A popularidade de um governo muitas vezes reflete o bolso e a rotina das pessoas. Nos Estados Unidos, a aprovação do presidente Donald Trump acaba de atingir o nível mais baixo desde que ele começou seu mandato atual. Uma pesquisa recente mostra que apenas 36% dos americanos aprovam seu trabalho, uma queda significativa em relação aos 40% da semana anterior.
Esse recuo está diretamente ligado ao aumento do custo de vida que a população enfrenta. O preço dos combustíveis, em especial, subiu muito e pesa no orçamento das famílias. A situação econômica se tornou um ponto crítico, com apenas um quarto dos entrevistados aprovando a condução da economia pelo presidente.
Apesar da queda geral, Trump ainda mantém uma base de apoio sólida dentro do seu próprio partido, o Republicano. No entanto, até entre seus aliados o descontentamento cresce: em uma semana, mais republicanos passaram a desaprovar sua gestão do custo de vida. O cenário atual contrasta com os primeiros dias de governo, quando sua aprovação era bem mais alta.
### A guerra que pesa no bolso e na opinião
Os ataques coordenados contra o Irã, no final de fevereiro, tiveram um efeito imediato nos preços da gasolina. Essa escalada militar gerou uma rejeição crescente entre os cidadãos comuns, que veem a ação com preocupação. A conexão entre o conflito e a economia doméstica ficou clara para a maioria da população.

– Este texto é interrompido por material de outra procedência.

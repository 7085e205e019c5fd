use std::collections::{HashSet, VecDeque};

use rand::Rng;

use crate::config::GridSize;
use crate::input::{Direction, direction_change_is_valid};

/// Grid position in logical cell coordinates.
#[derive(Debug, Clone, Copy, Eq, PartialEq, Hash)]
pub struct Position {
    pub x: i32,
    pub y: i32,
}

impl Position {
    /// Returns the center cell of `bounds`, rounding down.
    #[must_use]
    pub fn center(bounds: GridSize) -> Self {
        Self {
            x: i32::from(bounds.width / 2),
            y: i32::from(bounds.height / 2),
        }
    }

    /// Returns true when the position lies inside the bounds.
    #[must_use]
    pub fn is_within_bounds(self, bounds: GridSize) -> bool {
        self.x >= 0
            && self.y >= 0
            && self.x < i32::from(bounds.width)
            && self.y < i32::from(bounds.height)
    }

    /// Returns the neighbouring cell in `direction`, wrapped into bounds.
    #[must_use]
    pub fn stepped(self, direction: Direction, bounds: GridSize) -> Self {
        let (dx, dy) = direction.delta();
        Self {
            x: self.x + dx,
            y: self.y + dy,
        }
        .wrapped(bounds)
    }

    /// Returns this position wrapped into bounds on both axes.
    #[must_use]
    pub fn wrapped(self, bounds: GridSize) -> Self {
        Self {
            x: self.x.rem_euclid(i32::from(bounds.width)),
            y: self.y.rem_euclid(i32::from(bounds.height)),
        }
    }
}

/// Mutable snake state: body, target length and direction buffering.
#[derive(Debug, Clone)]
pub struct Snake {
    body: VecDeque<Position>,
    length: usize,
    direction: Direction,
    next_direction: Direction,
}

impl Snake {
    /// Creates a one-cell snake at `start` with the provided direction.
    #[must_use]
    pub fn new(start: Position, direction: Direction) -> Self {
        Self::from_segments(vec![start], direction)
    }

    /// Creates the initial snake: one cell at the grid center, random heading.
    pub fn spawn<R: Rng + ?Sized>(rng: &mut R, bounds: GridSize) -> Self {
        Self::new(Position::center(bounds), Direction::random(rng))
    }

    /// Creates a snake from explicit body segments (front is head).
    ///
    /// The target length equals the number of segments.
    #[must_use]
    pub fn from_segments(segments: Vec<Position>, direction: Direction) -> Self {
        Self {
            length: segments.len(),
            body: VecDeque::from(segments),
            direction,
            next_direction: direction,
        }
    }

    /// Returns the snake to its initial state in place.
    pub fn reset<R: Rng + ?Sized>(&mut self, rng: &mut R, bounds: GridSize) {
        *self = Self::spawn(rng, bounds);
    }

    /// Records the direction to take on the next move.
    ///
    /// A direct reversal of the committed heading is ignored. Among valid
    /// candidates within one tick, the last one wins.
    pub fn steer(&mut self, direction: Direction) {
        if direction_change_is_valid(self.direction, direction) {
            self.next_direction = direction;
        }
    }

    /// Makes the pending direction the current heading.
    pub fn commit_direction(&mut self) {
        self.direction = self.next_direction;
    }

    /// Moves the head one cell, wrapping at the edges, and trims the tail.
    pub fn advance(&mut self, bounds: GridSize) {
        debug_assert!(bounds.width > 0 && bounds.height > 0);

        let next_head = self.head().stepped(self.direction, bounds);
        self.body.push_front(next_head);
        while self.body.len() > self.length {
            let _ = self.body.pop_back();
        }
    }

    /// Raises the target length by one; the tail stays on the next move.
    pub fn grow(&mut self) {
        self.length += 1;
    }

    /// Returns the current head position.
    ///
    /// # Panics
    ///
    /// Panics on a snake built from no segments.
    #[must_use]
    pub fn head(&self) -> Position {
        *self
            .body
            .front()
            .expect("snake body must always contain at least one segment")
    }

    /// Returns true if any segment occupies `position`.
    #[must_use]
    pub fn occupies(&self, position: Position) -> bool {
        self.body.contains(&position)
    }

    /// Returns the set of cells covered by the body.
    #[must_use]
    pub fn occupancy(&self) -> HashSet<Position> {
        self.body.iter().copied().collect()
    }

    /// Returns true if the head overlaps any non-head segment.
    #[must_use]
    pub fn head_overlaps_body(&self) -> bool {
        let head = self.head();
        self.body.iter().skip(1).any(|segment| *segment == head)
    }

    /// Returns current segment count.
    #[must_use]
    pub fn len(&self) -> usize {
        self.body.len()
    }

    /// Returns true when there are no segments.
    #[must_use]
    pub fn is_empty(&self) -> bool {
        self.body.is_empty()
    }

    /// Returns the length the body grows towards.
    #[must_use]
    pub fn target_length(&self) -> usize {
        self.length
    }

    /// Returns the current movement direction.
    #[must_use]
    pub fn direction(&self) -> Direction {
        self.direction
    }

    /// Returns the direction that the next move will commit.
    #[must_use]
    pub fn next_direction(&self) -> Direction {
        self.next_direction
    }

    /// Iterates over body segments from head to tail.
    pub fn segments(&self) -> impl Iterator<Item = &Position> {
        self.body.iter()
    }
}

Apenas 35% dos americanos aprovam os ataques liderados pelo governo Trump. Em contraste, 61% expressam desaprovação, um aumento na rejeição que aparece nas pesquisas mais recentes. Há uma percepção de que a ação contradiz promessas anteriores de evitar guerras consideradas desnecessárias.
No início do conflito, muitas pessoas ainda estavam indecisas sobre o tema. As pesquisas atuais, no entanto, não oferecem mais essa opção de resposta, o que acentua a polarização. O resultado é um retrato mais definido, onde a maioria se posiciona contra a ofensiva militar atual.
### A economia como campo de batalha política
A condução da economia americana era um tema central da campanha presidencial de Trump. Agora, tornou-se seu calcanhar de aquiles, com a aprovação nessa área despencando para 25%. O aumento no custo de vida, sentido no supermercado e no posto de gasolina, é o principal motivo para essa insatisfação generalizada.
Mesmo com a queda na popularidade do presidente, o Partido Republicano ainda é visto por muitos como o mais apto para gerir a economia. Cerca de 38% dos eleitores confiam mais nos republicanos para esse tema, contra 34% que preferem os democratas. Esse dado mostra que a disputa política segue acirrada.
O impacto eleitoral concreto dessa onda de descontentamento ainda é difícil de medir. O cenário econômico volátil e a situação internacional podem mudar rapidamente nos próximos meses. As eleições legislativas se aproximam em um ambiente de incerteza, onde a vantagem partidária pode ser muito tênue.
### A base sólida que começa a rachar
O apoio dentro do Partido Republicano continua sendo a fortaleza de Trump, mas sinais de erosão são visíveis. A fatia de republicanos que desaprova sua gestão do custo de vida subiu sete pontos percentuais em apenas sete dias. Esse movimento interno é significativo e mostra que a pressão econômica não poupa ninguém.
A pesquisa foi realizada online com mais de mil adultos em todo o território americano. A margem de erro é de três pontos percentuais, o que confiabilidade aos números apresentados. Trata-se de um retrato momentâneo, porém revelador, do humor da nação.
A trajetória da aprovação presidencial é um termômetro importante. Depois de se estabilizar na casa dos 40%, o índice agora rompeu essa barreira para baixo. Os próximos levantamentos dirão se este é um ponto fora da curva ou o início de uma tendência de desgaste mais profunda.